---------- RECORDS PROVIDED

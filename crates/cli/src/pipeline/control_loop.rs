//! Control loop - read frame, detect, track, transmit.
//!
//! 单线程协作式循环：每次迭代轮询一次 [`FrameChannel`]，无新帧则通过
//! [`Scheduler`] 休眠一个轮询间隔；有新帧则执行感知、跟踪并发送修正量。
//! 取消只在迭代边界生效。

use std::sync::atomic::{AtomicBool, Ordering};
use std::time::Duration;

use contracts::{
    Correction, CorrectionSink, MonotonicClock, PerceptionAdapter, ReadOutcome, ReadStatus,
    Scheduler,
};
use frame_channel::{FileRegionSource, FrameChannel, RegionSource};
use observability::Diagnostics;
use tracing::{debug, info, trace, warn};
use tracker::Tracker;
use transport::{Delivery, ErrorThrottle, TelemetryTransport};

use super::LoopStats;
use crate::error::Outcome;

/// Optional run limits
#[derive(Debug, Clone, Copy, Default, PartialEq, Eq)]
pub struct LoopLimits {
    /// Stop after this many processed frames
    pub max_frames: Option<u64>,
    /// Stop after this much scheduler time
    pub timeout: Option<Duration>,
}

/// Why `run` returned
#[derive(Debug, Clone, Copy, PartialEq, Eq)]
pub enum LoopExit {
    Interrupted,
    FrameLimit,
    Timeout,
}

impl LoopExit {
    pub fn outcome(&self) -> Outcome {
        match self {
            Self::Interrupted => Outcome::Interrupted,
            Self::FrameLimit | Self::Timeout => Outcome::Completed,
        }
    }
}

/// Mutable state owned by one run: transport edge state, counters, toggles
pub struct LoopContext<S: CorrectionSink> {
    transport: TelemetryTransport<S>,
    diagnostics: Diagnostics,
    stats: LoopStats,
    perception_log: ErrorThrottle<MonotonicClock>,
}

impl<S: CorrectionSink> LoopContext<S> {
    pub fn new(
        transport: TelemetryTransport<S>,
        diagnostics: Diagnostics,
        error_log_interval: Duration,
    ) -> Self {
        Self {
            transport,
            diagnostics,
            stats: LoopStats::default(),
            perception_log: ErrorThrottle::new(MonotonicClock::new(), error_log_interval),
        }
    }

    /// Whether the previous processed frame had a target
    pub fn last_has_target(&self) -> bool {
        self.transport.target_present()
    }

    pub fn stats(&self) -> &LoopStats {
        &self.stats
    }

    pub fn transport(&self) -> &TelemetryTransport<S> {
        &self.transport
    }

    pub fn diagnostics(&self) -> &Diagnostics {
        &self.diagnostics
    }
}

pub struct ControlLoop<P, S, Sch, R = FileRegionSource>
where
    P: PerceptionAdapter,
    S: CorrectionSink,
    Sch: Scheduler,
    R: RegionSource,
{
    channel: FrameChannel<R>,
    perception: P,
    tracker: Tracker,
    context: LoopContext<S>,
    scheduler: Sch,
    poll_interval: Duration,
    limits: LoopLimits,
}

impl<P, S, Sch, R> ControlLoop<P, S, Sch, R>
where
    P: PerceptionAdapter,
    S: CorrectionSink,
    Sch: Scheduler,
    R: RegionSource,
{
    pub fn new(
        channel: FrameChannel<R>,
        perception: P,
        tracker: Tracker,
        context: LoopContext<S>,
        scheduler: Sch,
        poll_interval: Duration,
    ) -> Self {
        Self {
            channel,
            perception,
            tracker,
            context,
            scheduler,
            poll_interval,
            limits: LoopLimits::default(),
        }
    }

    pub fn with_limits(mut self, limits: LoopLimits) -> Self {
        self.limits = limits;
        self
    }

    pub fn context(&self) -> &LoopContext<S> {
        &self.context
    }

    pub fn tracker(&self) -> &Tracker {
        &self.tracker
    }

    /// Iterate until stopped or a limit is hit
    ///
    /// `stop` is checked once per iteration, never mid-iteration.
    pub async fn run(&mut self, stop: &AtomicBool) -> LoopExit {
        let started = self.scheduler.now();
        info!(
            perception = %self.perception.name(),
            profile = %self.tracker.profile(),
            poll_us = self.poll_interval.as_micros() as u64,
            max_frames = ?self.limits.max_frames,
            timeout = ?self.limits.timeout,
            "control loop started"
        );

        let exit = loop {
            if stop.load(Ordering::Relaxed) {
                break LoopExit::Interrupted;
            }
            if self
                .limits
                .max_frames
                .is_some_and(|max| self.context.stats.frames >= max)
            {
                break LoopExit::FrameLimit;
            }
            if self
                .limits
                .timeout
                .is_some_and(|t| self.scheduler.now().saturating_sub(started) >= t)
            {
                break LoopExit::Timeout;
            }
            self.step().await;
        };

        self.context.stats.duration = self.scheduler.now().saturating_sub(started);
        info!(exit = ?exit, frames = self.context.stats.frames, "control loop stopped");
        exit
    }

    /// One iteration; returns the read status it observed
    pub async fn step(&mut self) -> ReadStatus {
        let outcome = self.channel.read_latest();
        let status = outcome.status();
        observability::record_frame_read(status);
        self.context.diagnostics.on_read(status);
        self.context.stats.record_read(status);

        match outcome {
            ReadOutcome::Idle(status) => {
                trace!(status = %status, "no fresh frame");
                self.context.diagnostics.maybe_report();
                self.scheduler.sleep(self.poll_interval).await;
            }
            ReadOutcome::Frame(frame) => {
                observability::record_last_frame_id(frame.frame_id);
                self.context.stats.last_frame_id = Some(frame.frame_id);

                let started = self.context.diagnostics.now();
                let detections = match self.perception.detect(&frame) {
                    Ok(detections) => detections,
                    Err(e) => {
                        self.context.stats.perception_errors += 1;
                        if self.context.perception_log.allow() {
                            warn!(frame_id = frame.frame_id, error = %e, "perception failed");
                        }
                        Vec::new()
                    }
                };
                if let Some(started) = started {
                    let ms = self.context.diagnostics.elapsed_ms(started);
                    observability::record_inference_ms(ms);
                    self.context.diagnostics.on_infer(ms, None);
                    self.context.stats.inference_ms.push(ms);
                }

                let correction = self.tracker.step(&detections, frame.width, frame.height);
                if correction.has_target {
                    self.context.stats.targets += 1;
                }
                self.publish(frame.frame_id, &correction).await;
                self.context.diagnostics.maybe_report();
            }
        }
        status
    }

    async fn publish(&mut self, frame_id: u32, correction: &Correction) {
        match self.context.transport.publish(frame_id, correction).await {
            Delivery::Sent => self.context.diagnostics.on_send(true, false),
            Delivery::Released => self.context.diagnostics.on_send(true, true),
            Delivery::Failed => self
                .context
                .diagnostics
                .on_send(false, !correction.has_target),
            Delivery::Skipped => {}
        }
    }

    /// Disengage and release resources; returns the final statistics
    ///
    /// If a target was engaged, one release packet goes out first.
    pub async fn shutdown(mut self) -> LoopStats {
        if self.context.last_has_target() {
            let frame_id = self.context.stats.last_frame_id.unwrap_or(0);
            debug!(frame_id, "releasing engaged target on shutdown");
            self.publish(frame_id, &Correction::NONE).await;
        }
        self.context.transport.close().await;
        self.channel.close();

        let mut stats = self.context.stats;
        stats.transport = self.context.transport.metrics().snapshot();
        stats
    }
}

#[cfg(test)]
mod tests {
    use super::*;
    use contracts::{
        BoundingBox, Clock, ContractError, CorrectionPacket, Detection, Frame, ManualClock,
        ManualScheduler, RegionConfig, TrackerBlueprint,
    };
    use frame_channel::FrameWriter;

    /// Emits a primary detection at a fixed spot while `visible`
    struct ScriptedPerception {
        visible: Vec<bool>,
        calls: usize,
    }

    impl PerceptionAdapter for ScriptedPerception {
        fn name(&self) -> &str {
            "scripted"
        }

        fn detect(&mut self, _frame: &Frame) -> Result<Vec<Detection>, ContractError> {
            let visible = self.visible.get(self.calls).copied().unwrap_or(false);
            self.calls += 1;
            if visible {
                Ok(vec![Detection::new(
                    1,
                    0.9,
                    BoundingBox::new(10.0, 10.0, 30.0, 30.0),
                )])
            } else {
                Ok(Vec::new())
            }
        }
    }

    #[derive(Default)]
    struct RecordingSink {
        packets: Vec<CorrectionPacket>,
    }

    impl CorrectionSink for RecordingSink {
        fn name(&self) -> &str {
            "recording"
        }

        async fn send(&mut self, packet: &CorrectionPacket) -> Result<(), ContractError> {
            self.packets.push(*packet);
            Ok(())
        }

        async fn close(&mut self) -> Result<(), ContractError> {
            Ok(())
        }
    }

    struct Harness {
        writer: FrameWriter,
        control: ControlLoop<ScriptedPerception, RecordingSink, ManualScheduler>,
        scheduler: ManualScheduler,
        _dir: tempfile::TempDir,
    }

    fn harness(visible: Vec<bool>) -> Harness {
        let dir = tempfile::tempdir().unwrap();
        let path = dir.path().join("region");
        let writer = FrameWriter::create(&path, 64).unwrap();
        let region = RegionConfig { path, max_roi: 64 };

        let blueprint = TrackerBlueprint::default();
        let tracker = Tracker::from_blueprint(&blueprint).unwrap();
        let transport = TelemetryTransport::new(RecordingSink::default(), Duration::from_secs(1));
        let context = LoopContext::new(
            transport,
            Diagnostics::disabled(MonotonicClock::new()),
            Duration::from_secs(1),
        );
        let scheduler = ManualScheduler::new(ManualClock::new());
        let control = ControlLoop::new(
            FrameChannel::open(&region),
            ScriptedPerception { visible, calls: 0 },
            tracker,
            context,
            scheduler.clone(),
            Duration::from_millis(1),
        );

        Harness {
            writer,
            control,
            scheduler,
            _dir: dir,
        }
    }

    fn publish(writer: &mut FrameWriter, frame_id: u32) {
        let pixels = vec![0u8; 64 * 64 * 3];
        writer.publish(frame_id, 64, 64, 0, &pixels).unwrap();
    }

    #[tokio::test]
    async fn test_idle_iteration_sleeps_poll_interval() {
        let mut h = harness(vec![]);
        // region exists but nothing published yet: frame 0 header is zeroed
        let status = h.control.step().await;
        assert_ne!(status, ReadStatus::Ok);
        assert_eq!(h.scheduler.sleep_count(), 1);
        assert_eq!(h.scheduler.clock().now(), Duration::from_millis(1));
    }

    #[tokio::test]
    async fn test_frame_processed_once() {
        let mut h = harness(vec![true, true]);
        publish(&mut h.writer, 1);

        assert_eq!(h.control.step().await, ReadStatus::Ok);
        assert_eq!(h.control.step().await, ReadStatus::FrameUnchanged);
        assert_eq!(h.control.context().stats().frames, 1);
        assert_eq!(h.control.context().transport().sink().packets.len(), 1);
        assert!(h.control.context().last_has_target());
    }

    #[tokio::test]
    async fn test_frames_flow_after_producer_restart() {
        let mut h = harness(vec![true; 30]);
        for frame_id in 481..=500 {
            publish(&mut h.writer, frame_id);
        }
        assert_eq!(h.control.step().await, ReadStatus::Ok);

        let path = h.writer.path().to_path_buf();
        h.writer = FrameWriter::create(&path, 64).unwrap();
        assert_eq!(h.control.step().await, ReadStatus::HeaderInvalid);

        for frame_id in 1..=3 {
            publish(&mut h.writer, frame_id);
            assert_eq!(h.control.step().await, ReadStatus::Ok);
        }
        assert_eq!(h.control.context().stats().frames, 4);
        assert_eq!(h.control.context().stats().last_frame_id, Some(3));
    }

    #[tokio::test]
    async fn test_release_on_target_loss() {
        let mut h = harness(vec![true, false, false]);
        for frame_id in 1..=3 {
            publish(&mut h.writer, frame_id);
            assert_eq!(h.control.step().await, ReadStatus::Ok);
        }

        let packets = &h.control.context().transport().sink().packets;
        assert_eq!(packets.len(), 2);
        assert!(packets[0].has_target);
        assert_eq!(packets[1], CorrectionPacket::release(2));
    }

    #[tokio::test]
    async fn test_frame_limit_and_shutdown_release() {
        let mut h = harness(vec![true, true, true]);
        publish(&mut h.writer, 1);
        h.control.limits.max_frames = Some(1);

        let stop = AtomicBool::new(false);
        assert_eq!(h.control.run(&stop).await, LoopExit::FrameLimit);

        let stats = h.control.shutdown().await;
        assert_eq!(stats.frames, 1);
        assert_eq!(stats.transport.sent, 2);
        assert_eq!(stats.transport.released, 1);
    }

    #[tokio::test]
    async fn test_stop_flag_interrupts_before_next_iteration() {
        let mut h = harness(vec![]);
        let stop = AtomicBool::new(true);
        assert_eq!(h.control.run(&stop).await, LoopExit::Interrupted);
        assert_eq!(h.control.context().stats().iterations, 0);
        assert_eq!(LoopExit::Interrupted.outcome(), Outcome::Interrupted);
    }

    #[tokio::test]
    async fn test_timeout_counts_scheduler_time() {
        let mut h = harness(vec![]);
        h.control.limits.timeout = Some(Duration::from_millis(5));
        let stop = AtomicBool::new(false);
        assert_eq!(h.control.run(&stop).await, LoopExit::Timeout);
        assert_eq!(h.scheduler.sleep_count(), 5);
    }
}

--------------------

:: EXERCISE AIM ::
In the entries above, the lines between the one holding "fn publish(writer: &mut" and the one holding "header is zeroed", inclusive, are to be printed exactly as written, and those alone.

:: WRITTEN SOLUTION ::
    fn publish(writer: &mut FrameWriter, frame_id: u32) {
        let pixels = vec![0u8; 64 * 64 * 3];
        writer.publish(frame_id, 64, 64, 0, &pixels).unwrap();
    }

    #[tokio::test]
    async fn test_idle_iteration_sleeps_poll_interval() {
        let mut h = harness(vec![]);
        // region exists but nothing published yet: frame 0 header is zeroed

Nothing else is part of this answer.